SPACs: The Backdoor IPO
A Special Purpose Acquisition Company (SPAC) is a shell company that raises money in an IPO with the stated purpose of merging with a private company and taking it public. SPAC IPOs raise capital first, then find a merger target — typically within two years.
The SPAC structure became extremely popular in 2020–2021 and has since declined sharply due to poor post-merger performance data. Key structural features that retail investors should understand:
- Less disclosure before the merger vote. A traditional IPO requires a full S-1 with audited financials. A SPAC merger requires a proxy statement with financial projections — which are often more optimistic and subject to less regulatory scrutiny than IPO disclosures.
- SPAC sponsor dilution. SPAC sponsors typically receive 20% of the shares (the “promote”) for little or no consideration. This dilution is paid by the investors who hold the stock post-merger.
- Redemption rights. SPAC investors who don't like the proposed merger target can redeem their shares at the trust value (typically $10) before the merger closes. This creates a floor but means that the investors who hold through the merger are those who couldn't or didn't redeem — not necessarily a quality filter.
The academic data on SPAC performance post-merger is consistently negative relative to traditional IPOs and the market.
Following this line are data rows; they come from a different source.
//! Records under sync control.

use crate::conflict::RemoteSnapshot;
use crate::outbox::OperationKind;
use crate::time::Timestamp;
use serde::{Deserialize, Serialize};
use std::fmt;

/// Stable identifier of a record.
///
/// Client-assigned identifiers are random UUIDs; server-assigned
/// identifiers are accepted verbatim.
#[derive(Debug, Clone, PartialEq, Eq, PartialOrd, Ord, Hash, Serialize, Deserialize)]
pub struct RecordId(String);

impl RecordId {
    /// Wraps an existing identifier.
    pub fn new(id: impl Into<String>) -> Self {
        Self(id.into())
    }

    /// Generates a fresh client-side identifier.
    pub fn generate() -> Self {
        Self(uuid::Uuid::new_v4().to_string())
    }

    /// Returns the identifier as a string slice.
    pub fn as_str(&self) -> &str {
        &self.0
    }
}

impl fmt::Display for RecordId {
    fn fmt(&self, f: &mut fmt::Formatter<'_>) -> fmt::Result {
        f.write_str(&self.0)
    }
}

impl From<&str> for RecordId {
    fn from(id: &str) -> Self {
        Self::new(id)
    }
}

/// Synchronization status of a record.
#[derive(Debug, Clone, Copy, PartialEq, Eq, Hash, Serialize, Deserialize)]
pub enum SyncStatus {
    /// Local state matches the last server acknowledgment.
    Synced,
    /// Created locally, not yet acknowledged.
    PendingCreate,
    /// Updated locally, not yet acknowledged.
    PendingUpdate,
    /// Deleted locally, not yet acknowledged.
    PendingDelete,
    /// Local and remote versions diverged; awaiting resolution.
    Conflict,
    /// Terminal failure; the record carries its last error and payload.
    Failed,
}

impl SyncStatus {
    /// Returns the pending status matching an operation kind.
    pub fn pending_for(kind: OperationKind) -> Self {
        match kind {
            OperationKind::Create => SyncStatus::PendingCreate,
            OperationKind::Update => SyncStatus::PendingUpdate,
            OperationKind::Delete => SyncStatus::PendingDelete,
        }
    }

    /// Returns true if the record has an outbox entry in flight or queued.
    pub fn is_pending(&self) -> bool {
        matches!(
            self,
            SyncStatus::PendingCreate | SyncStatus::PendingUpdate | SyncStatus::PendingDelete
        )
    }

    /// Returns true if no further automatic progress will be made.
    pub fn is_settled(&self) -> bool {
        matches!(
            self,
            SyncStatus::Synced | SyncStatus::Conflict | SyncStatus::Failed
        )
    }
}

/// Category of the last error recorded on a record.
#[derive(Debug, Clone, Copy, PartialEq, Eq, Hash, Serialize, Deserialize)]
pub enum ErrorKind {
    /// No route to the server.
    NetworkUnavailable,
    /// 5xx or timeout.
    ServerTransient,
    /// Non-retryable 4xx.
    Rejected,
    /// Local encode/decode failure.
    Serialization,
    /// The retry ceiling was reached.
    AttemptsExhausted,
    /// No usable session.
    Unauthenticated,
    /// The local store failed.
    Storage,
}

/// The last error observed for a record.
#[derive(Debug, Clone, PartialEq, Eq, Serialize, Deserialize)]
pub struct RecordError {
    /// Error category.
    pub kind: ErrorKind,
    /// HTTP status, when the server answered.
    pub status: Option<u16>,
    /// Human-readable message.
    pub message: String,
    /// Operation that failed, when the error ended an outbox entry.
    #[serde(default)]
    pub operation: Option<OperationKind>,
}

impl RecordError {
    /// Creates a new record error.
    pub fn new(kind: ErrorKind, status: Option<u16>, message: impl Into<String>) -> Self {
        Self {
            kind,
            status,
            message: message.into(),
            operation: None,
        }
    }

    /// Tags the error with the operation it ended.
    pub fn with_operation(mut self, kind: OperationKind) -> Self {
        self.operation = Some(kind);
        self
    }
}

impl fmt::Display for RecordError {
    fn fmt(&self, f: &mut fmt::Formatter<'_>) -> fmt::Result {
        match self.status {
            Some(status) => write!(f, "{:?} ({}): {}", self.kind, status, self.message),
            None => write!(f, "{:?}: {}", self.kind, self.message),
        }
    }
}

/// A business entity under sync control.
#[derive(Debug, Clone, PartialEq, Eq, Serialize, Deserialize)]
pub struct Record {
    /// Stable identifier.
    pub id: RecordId,
    /// Opaque payload.
    pub payload: Vec<u8>,
    /// Last server-acknowledged version (0 = never acknowledged).
    pub version: u64,
    /// Time of the last local edit, or the remote time when remote state was adopted.
    pub updated_at: Timestamp,
    /// Synchronization status.
    pub sync_status: SyncStatus,
    /// Failed dispatches of the current outbox entry.
    pub attempt_count: u32,
    /// Last error observed.
    pub last_error: Option<RecordError>,
    /// Remote state captured when a conflict was detected.
    pub remote_snapshot: Option<RemoteSnapshot>,
}

impl Record {
    /// Creates a record awaiting its first acknowledgment.
    pub fn pending(id: RecordId, kind: OperationKind, payload: Vec<u8>, now: Timestamp) -> Self {
        Self {
            id,
            payload,
            version: 0,
            updated_at: now,
            sync_status: SyncStatus::pending_for(kind),
            attempt_count: 0,
            last_error: None,
            remote_snapshot: None,
        }
    }

    /// Returns true if the server has acknowledged this record at least once.
    pub fn is_known_remotely(&self) -> bool {
        self.version > 0
    }
}
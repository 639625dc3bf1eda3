//! Property tests: whatever the interleaving of edits, failures and lost
//! responses, a drained outbox leaves client and server in agreement.

use proptest::prelude::*;
use std::collections::HashSet;
use std::sync::Arc;
use std::time::Duration;
use tidesync_engine::testing::{LoopbackHttp, MemoryServer};
use tidesync_engine::{EngineConfig, Intent, ManualClock, SyncEngine};
use tidesync_protocol::{RecordId, SyncStatus, Timestamp};
use tidesync_store::{DurableStore, LocalDataSource, MemoryJournal};

#[derive(Debug, Clone)]
enum Step {
    Write(usize, u8),
    Remove(usize),
    Cycle,
    Fail(u16),
    Lose,
}

fn step_strategy() -> impl Strategy<Value = Step> {
    prop_oneof![
        4 => (0..4usize, any::<u8>()).prop_map(|(id, byte)| Step::Write(id, byte)),
        1 => (0..4usize).prop_map(Step::Remove),
        3 => Just(Step::Cycle),
        1 => prop_oneof![Just(500u16), Just(503u16), Just(429u16)].prop_map(Step::Fail),
        1 => Just(Step::Lose),
    ]
}

struct World {
    engine: SyncEngine,
    store: Arc<DurableStore>,
    server: Arc<MemoryServer>,
    http: Arc<LoopbackHttp>,
    clock: Arc<ManualClock>,
}

fn world() -> World {
    let clock = Arc::new(ManualClock::new(Timestamp::from_millis(1_000_000)));
    let server = Arc::new(MemoryServer::new(clock.clone()));
    let http = Arc::new(LoopbackHttp::new(server.clone()));
    let store = Arc::new(DurableStore::open(Box::new(MemoryJournal::new())).unwrap());
    let engine = SyncEngine::with_http(store.clone(), http.clone())
        .clock(clock.clone())
        .config(EngineConfig::default().with_batch_size(3))
        .build()
        .unwrap();
    engine
        .login(server.issue_session(Duration::from_secs(365 * 24 * 3600)))
        .unwrap();
    World {
        engine,
        store,
        server,
        http,
        clock,
    }
}

fn record_id(n: usize) -> RecordId {
    RecordId::from(format!("k{}", n).as_str())
}

impl World {
    async fn apply(&self, step: &Step) {
        self.clock.advance(Duration::from_secs(1));
        match step {
            Step::Write(n, byte) => {
                let id = record_id(*n);
                let intent = match self.store.get(&id).unwrap() {
                    None => Intent::Create {
                        id: Some(id),
                        payload: vec![*byte],
                    },
                    Some(record) if record.sync_status == SyncStatus::PendingDelete => return,
                    Some(_) => Intent::Update {
                        id,
                        payload: vec![*byte],
                    },
                };
                self.engine.submit_intent(intent).unwrap();
            }
            Step::Remove(n) => {
                let id = record_id(*n);
                if let Some(record) = self.store.get(&id).unwrap() {
                    if record.sync_status == SyncStatus::Synced {
                        self.engine.submit_intent(Intent::Delete { id }).unwrap();
                    }
                }
            }
            Step::Cycle => {
                self.engine.run_cycle().await.unwrap();
            }
            Step::Fail(status) => self.server.fail_next(*status),
            Step::Lose => self.http.lose_responses(1),
        }
    }

    async fn drain(&self) {
        for _ in 0..100 {
            if self.store.outbox().unwrap().is_empty() {
                return;
            }
            self.clock.advance(Duration::from_secs(5 * 60));
            self.engine.run_cycle().await.unwrap();
        }
    }
}

fn block_on<F: std::future::Future>(future: F) -> F::Output {
    tokio::runtime::Builder::new_current_thread()
        .enable_all()
        .build()
        .unwrap()
        .block_on(future)
}

proptest! {
    #![proptest_config(ProptestConfig::with_cases(64))]

    #[test]
    fn drained_outbox_matches_server(steps in prop::collection::vec(step_strategy(), 1..40)) {
        let (outbox, records, live) = block_on(async {
            let w = world();
            for step in &steps {
                w.apply(step).await;
            }
            w.drain().await;
            (
                w.store.outbox().unwrap(),
                w.store.records().unwrap(),
                w.server.live_records(),
            )
        });

        prop_assert!(outbox.is_empty(), "outbox not drained: {:?}", outbox);
        for record in &records {
            prop_assert_eq!(record.sync_status, SyncStatus::Synced);
        }
        let mut local: Vec<(RecordId, Vec<u8>)> = records
            .into_iter()
            .map(|r| (r.id, r.payload))
            .collect();
        local.sort();
        prop_assert_eq!(local, live);
    }

    #[test]
    fn one_entry_per_pending_record(steps in prop::collection::vec(step_strategy(), 1..40)) {
        block_on(async {
            let w = world();
            for step in &steps {
                w.apply(step).await;

                let outbox = w.store.outbox().unwrap();
                let ids: HashSet<_> = outbox.iter().map(|e| e.record_id.clone()).collect();
                assert_eq!(ids.len(), outbox.len());

                let pending = w
                    .store
                    .records()
                    .unwrap()
                    .into_iter()
                    .filter(|r| r.sync_status.is_pending())
                    .count();
                assert_eq!(pending, outbox.len());
            }
        });
    }
}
This doesn't mean all SPACs fail — it means the average SPAC investor outcome has been worse than the average traditional IPO investor outcome, after accounting for the sponsor dilution and disclosure differences.
Which Structure Is Most Favorable for Retail Investors
From a structural standpoint, traditional IPOs provide the most information (full S-1), defined lock-up protection, and the most scrutiny from underwriters who have reputational skin in the game. Direct listings provide equal access pricing but immediate insider selling. SPACs provide the least favorable structural terms on average for retail investors.
None of this means a specific SPAC or direct listing is necessarily a bad investment — it means understanding the structural terms before investing rather than being surprised by them afterward.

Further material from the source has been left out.